Double-fluorescence immunostaining

Tissue sections, after antigen retrieval, were incubated with 1% Triton X-100 at room temperature for 30 min, followed by blocking with normal donkey serum (Sigma Chemical Co., St. Louis, MO) diluted at 1:10 in PBS for 1 h at 4 C. This was followed by an overnight incubation at 4 C with a mixture composed of antibodies to either ER and Ki67, ERß and Ki67, PR-A and Ki67, or PR-B and Ki67. PBS alone was used in place of these mixtures in the negative controls. Before addition of secondary antibodies, sections were washed with PBS. Slides were incubated for 1 h with a mixture of FITC-conjugated donkey antirabbit (1:100) and Cy3-conjugated donkey antimouse (1:400). For ERß and Ki67 (M7240), Cy3-conjugated donkey antirabbit (1:400) and FITC-conjugated donkey antimouse (1:100) were used. After washing with PBS for 30 min, the slides were incubated with 0.1 µg/ml of 4',6-diamidino-2-phenylindole dihydrochloride in PBS for 30 sec, washed three times in PBS, and mounted with Vectashield (Vector).

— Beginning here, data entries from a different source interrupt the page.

//! Package power from the local PCM sensor server.

use async_trait::async_trait;
use serde::{Deserialize, Serialize};
use std::time::Duration;

use super::{MetricSource, SourceScope};
use crate::core::devices::DeviceDescriptor;
use crate::core::telemetry::{MetricSample, SourceKind};
use crate::platform::supports_power_daemon;

const REQUEST_TIMEOUT: Duration = Duration::from_secs(3);

/// Raw counters of one `/persecond` window. Both fields are `None` when the
/// platform cannot run the daemon.
#[derive(Debug, Clone, Copy, Default, PartialEq, Serialize, Deserialize)]
#[serde(rename_all = "camelCase")]
pub struct PowerReading {
    pub interval_us: Option<f64>,
    pub joules_consumed: Option<f64>,
}

impl PowerReading {
    /// Average package power over the window
    pub fn watts(&self) -> Option<f64> {
        match (self.interval_us, self.joules_consumed) {
            (Some(interval), Some(joules)) if interval > 0.0 => Some(joules / (interval / 1e6)),
            _ => None,
        }
    }
}

#[derive(Debug, Deserialize)]
struct PerSecond {
    #[serde(rename = "Interval us")]
    interval_us: Option<f64>,
    #[serde(rename = "Uncore Aggregate")]
    uncore: Option<UncoreAggregate>,
}

#[derive(Debug, Deserialize)]
struct UncoreAggregate {
    #[serde(rename = "Uncore Counters")]
    counters: Option<UncoreCounters>,
}

#[derive(Debug, Deserialize)]
struct UncoreCounters {
    #[serde(rename = "Package Joules Consumed")]
    package_joules: Option<f64>,
}

pub struct PowerSource {
    base_url: String,
    client: reqwest::Client,
    platform_supported: bool,
}

impl PowerSource {
    pub fn new(port: u16) -> Self {
        Self::with_base_url(&format!("http://localhost:{}", port))
    }

    pub fn with_base_url(base_url: &str) -> Self {
        let client = reqwest::Client::builder()
            .timeout(REQUEST_TIMEOUT)
            .build()
            .unwrap_or_default();

        Self {
            base_url: base_url.trim_end_matches('/').to_string(),
            client,
            platform_supported: supports_power_daemon(),
        }
    }

    /// Override platform detection (the daemon only exists on Linux)
    pub fn with_platform_support(mut self, supported: bool) -> Self {
        self.platform_supported = supported;
        self
    }

    /// Fetch one window of counters.
    ///
    /// On platforms without the daemon this returns an empty reading without
    /// touching the network. Errors are transient and carry a reason.
    pub async fn read(&self) -> Result<PowerReading, String> {
        if !self.platform_supported {
            return Ok(PowerReading::default());
        }

        let url = format!("{}/persecond", self.base_url);
        let response = self
            .client
            .get(&url)
            .send()
            .await
            .map_err(|e| format!("power daemon unreachable: {}", e))?;

        let status = response.status();
        if !status.is_success() {
            return Err(format!("power daemon returned HTTP {}", status));
        }

        let body: PerSecond = response
            .json()
            .await
            .map_err(|e| format!("malformed power daemon response: {}", e))?;

        Ok(PowerReading {
            interval_us: body.interval_us,
            joules_consumed: body
                .uncore
                .and_then(|u| u.counters)
                .and_then(|c| c.package_joules),
        })
    }
}

#[async_trait]
impl MetricSource for PowerSource {
    fn kind(&self) -> SourceKind {
        SourceKind::Power
    }

    fn scope(&self) -> SourceScope {
        SourceScope::Machine
    }

    async fn sample(&self, _device: Option<&DeviceDescriptor>) -> MetricSample {
        match self.read().await {
            Ok(reading) => match reading.watts() {
                Some(watts) => MetricSample::reading(SourceKind::Power, None, watts),
                None => MetricSample::unsupported(SourceKind::Power, None),
            },
            Err(reason) => {
                log::debug!("Power sample failed: {}", reason);
                MetricSample::transient(SourceKind::Power, None, reason)
            }
        }
    }
}
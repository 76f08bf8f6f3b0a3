// INJECTION AND TRAVERSAL FUZZING TESTS
// ======================================
// Every string that reaches a worker command line, a GPU tool invocation or
// a deletion path is fuzzed here against the validators.

use edgeboard::core::validation::{
    resolve_contained_file, validate_media_filename, BusAddress, SafeToken,
};
use std::fs;
use tempfile::TempDir;

/// Shell metacharacters that must never survive token validation
const DANGEROUS_SHELL_CHARS: &[char] = &[
    ';', '|', '&', '$', '`', '(', ')', '<', '>', '\n', '\r', '\\', '"', '\'', ' ', '*', '?',
];

// ============================================================================
// FUZZING: COMMAND LINE TOKENS
// ============================================================================

#[test]
fn test_fuzz_every_metachar_in_every_position() {
    for &ch in DANGEROUS_SHELL_CHARS {
        for candidate in [
            format!("{}model", ch),
            format!("mo{}del", ch),
            format!("model{}", ch),
        ] {
            assert!(
                SafeToken::argument(&candidate).is_err(),
                "argument accepted {:?}",
                candidate
            );
            assert!(
                SafeToken::identifier(&candidate).is_err(),
                "identifier accepted {:?}",
                candidate
            );
        }
    }
}

#[test]
fn test_fuzz_unicode_lookalikes() {
    let attacks = vec![
        ("Greek question mark", "model\u{037E}reboot"),
        ("Divides (pipe lookalike)", "model\u{2223}sh"),
        ("Fullwidth dollar", "\u{FF04}(id)"),
        ("Zero width space", "GPU.0\u{200B}"),
        ("Right-to-left override", "CPU\u{202E}"),
        ("Null byte", "CPU\0--evil"),
    ];

    for (name, value) in attacks {
        assert!(
            SafeToken::argument(value).is_err(),
            "{} was accepted",
            name
        );
    }
}

#[test]
fn test_fuzz_traversal_in_arguments() {
    for value in ["../../bin/sh", "/media/../etc/passwd", "..", "a/.."] {
        assert!(SafeToken::argument(value).is_err(), "{} accepted", value);
    }
    // Plain dots in model names and paths are fine
    assert!(SafeToken::argument("qwen2.5-1.5b").is_ok());
    assert!(SafeToken::argument("/opt/media/people-detection.mp4").is_ok());
}

#[test]
fn test_identifier_boundaries() {
    assert!(SafeToken::identifier(&"a".repeat(64)).is_ok());
    assert!(SafeToken::identifier(&"a".repeat(65)).is_err());
    assert!(SafeToken::identifier("").is_err());
    // Slashes are arguments, never identifiers
    assert!(SafeToken::identifier("text/generation").is_err());
}

#[test]
fn test_rejection_never_rewrites() {
    // A sanitizer that stripped bad chars would map both to "12"
    assert!(SafeToken::identifier("1;2").is_err());
    assert_eq!(SafeToken::identifier("12").unwrap().as_str(), "12");
}

// ============================================================================
// FUZZING: BUS ADDRESSES (GPU TOOL ARGUMENTS)
// ============================================================================

#[test]
fn test_fuzz_bus_addresses() {
    let valid = ["00:02.0", "0000:03:00.0", "AB:cd.7"];
    for value in valid {
        assert!(BusAddress::parse(value).is_ok(), "{} rejected", value);
    }

    let invalid = [
        "",
        "00:02.8",
        "00:02",
        "0:02.0",
        "00:02.0; rm -rf /",
        "00:02.0 -j",
        "-d 00:02.0",
        "00000:03:00.0",
        "$(id):00.0",
    ];
    for value in invalid {
        assert!(BusAddress::parse(value).is_err(), "{:?} accepted", value);
    }
}

// ============================================================================
// FUZZING: MEDIA DELETION PATHS
// ============================================================================

#[test]
fn test_fuzz_media_filenames() {
    let attacks = [
        "../x.mp4",
        "..\\x.mp4",
        "/etc/passwd",
        "sub/x.mp4",
        ".hidden.mp4",
        "x.mp4\0.txt",
        "noextension",
        "x .mp4",
        "~root.mp4",
    ];
    for name in attacks {
        assert!(validate_media_filename(name).is_err(), "{:?} accepted", name);
    }
    assert!(validate_media_filename("people_2024-01.mp4").is_ok());
}

#[test]
fn test_contained_file_in_nested_directory_is_rejected() {
    let temp = TempDir::new().unwrap();
    let media = temp.path().join("media");
    fs::create_dir_all(media.join("nested")).unwrap();
    fs::write(media.join("nested").join("x.mp4"), b"").unwrap();
    fs::write(media.join("top.mp4"), b"").unwrap();

    assert!(resolve_contained_file(&media, "nested/x.mp4").is_err());
    assert!(resolve_contained_file(&media, "top.mp4").is_ok());
    assert!(resolve_contained_file(&media, "missing.mp4").is_err());
}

Preparation of ³⁵S-labeled probes

Plasmids were constructed with vector pBluescript II SK± and ER ligand-binding domain (LBD) sequence (M12674, 1142–1580, 439 bp) or ERß LBD sequence (NM_001437, 1495–1982, 488 bp), respectively. In the 5' or 3' direction of the inserted sequence, there was T3 promoter or T7 promoter in the constructed plasmid. Plasmids were linearized by BamHIII or PstI, respectively. Antisense or sense RNA fragments were generated from linearized templates (2 µg) using T7 or T3 RNA polymerases (Promega, Madison, WI), respectively, in a transcription reaction containing 10x transcription buffer (Promega), 10 mM NTP (GTP, UTP, and ATP), RNase inhibitor, 5 µl [³⁵S]UTP (1 mCi/100ml; Amersham, Arlington Heights, IL) for 2 h at 37 C. Samples were then incubated with DNase I (Sigma) at 37 C for 15 min to remove template. The reaction was stopped with 0.2 M EDTA. Unincorporated isotope was removed using NucTrap Probe purification columns (Stratagene, La Jolla, CA). Probes were diluted in STE (100 mM NaCl, 20 mM Tris-HCl PH 7.5, 10 mM EDTA) and were counted as 3.1 x 10⁵ to 5.5 x 10⁵ cpm. Labeled probes were stored at –80 C until applied to slides.

In situ hybridization

Paraffin-embedded sections were routinely deparaffinized and rehydrated. After treatment with 0.1 M glycine/0.2 M Tris-HCl (pH 7.4) for 10 min, slides were digested with 1 µg/ml of proteinase K (Roche, Mannheim, Germany) for 15 min, postfixed in 4% paraformaldehyde at room temperature for 10 min, and washed with PBS for 5 min. Sections were then acetylated in 0.1 M triethanolamine (pH 8.0) with 0.25% acetic anhydride (10 min), rinsed in distilled water, dehydrated through a graded series of alcohol (50–100%; 5 min each), and subsequently air dried. ³⁵S-labeled cRNA probe was diluted to 2 x 10⁵ cpm/µl. Hybridization mixture contained 10% probe, 50% deionized formamide (Sigma), and 40% hybridization buffer [300 mM NaCl, 20 nM Tris-HCl (pH 8.0), 5 mM EDTA, and 10% dextran sulfate (Pharmacia, Uppsala, Sweden); 1x Denhardts and 0.5 mg/ml tRNA from Escherichia coli (Boehringer, Mannheim, Germany); and 100 mM dithiothreitol (Sigma)]. Slides were hybridized for 16 h at 58 C. On each slide were two pieces of tissue, which were separated by tape and hybridized with hybridization mixture containing either sense or antisense probe. The sections were coverslipped and placed in plastic trays moistened with 50% formamide. The next day, coverslips were lifted with 4x standard saline citrate (SSC), and slides were rinsed three times in 4x SSC and incubated in RNase A (20 µg/ml) for 30 min at 37 C. Slides were then washed in 2x SSC, 1x SSC, 0.5x SSC, and 0.1x SSC (15 min each at 60 C). Finally, the sections were rinsed in distilled water and dehydrated in a graded series of alcohols. Slides were then dipped in 50% Kodak NTB2 emulsion in 0.6 M ammonium acetate, dried, and exposed in the dark for 4 wk at –20 C. The emulsion was developed in developer D19 (Kodak, Rochester, NY). Sections were counterstained with Mayer’s hematoxylin and eosin (HE) and then mounted with DPX (EM Sciences, Fort Washington, PA).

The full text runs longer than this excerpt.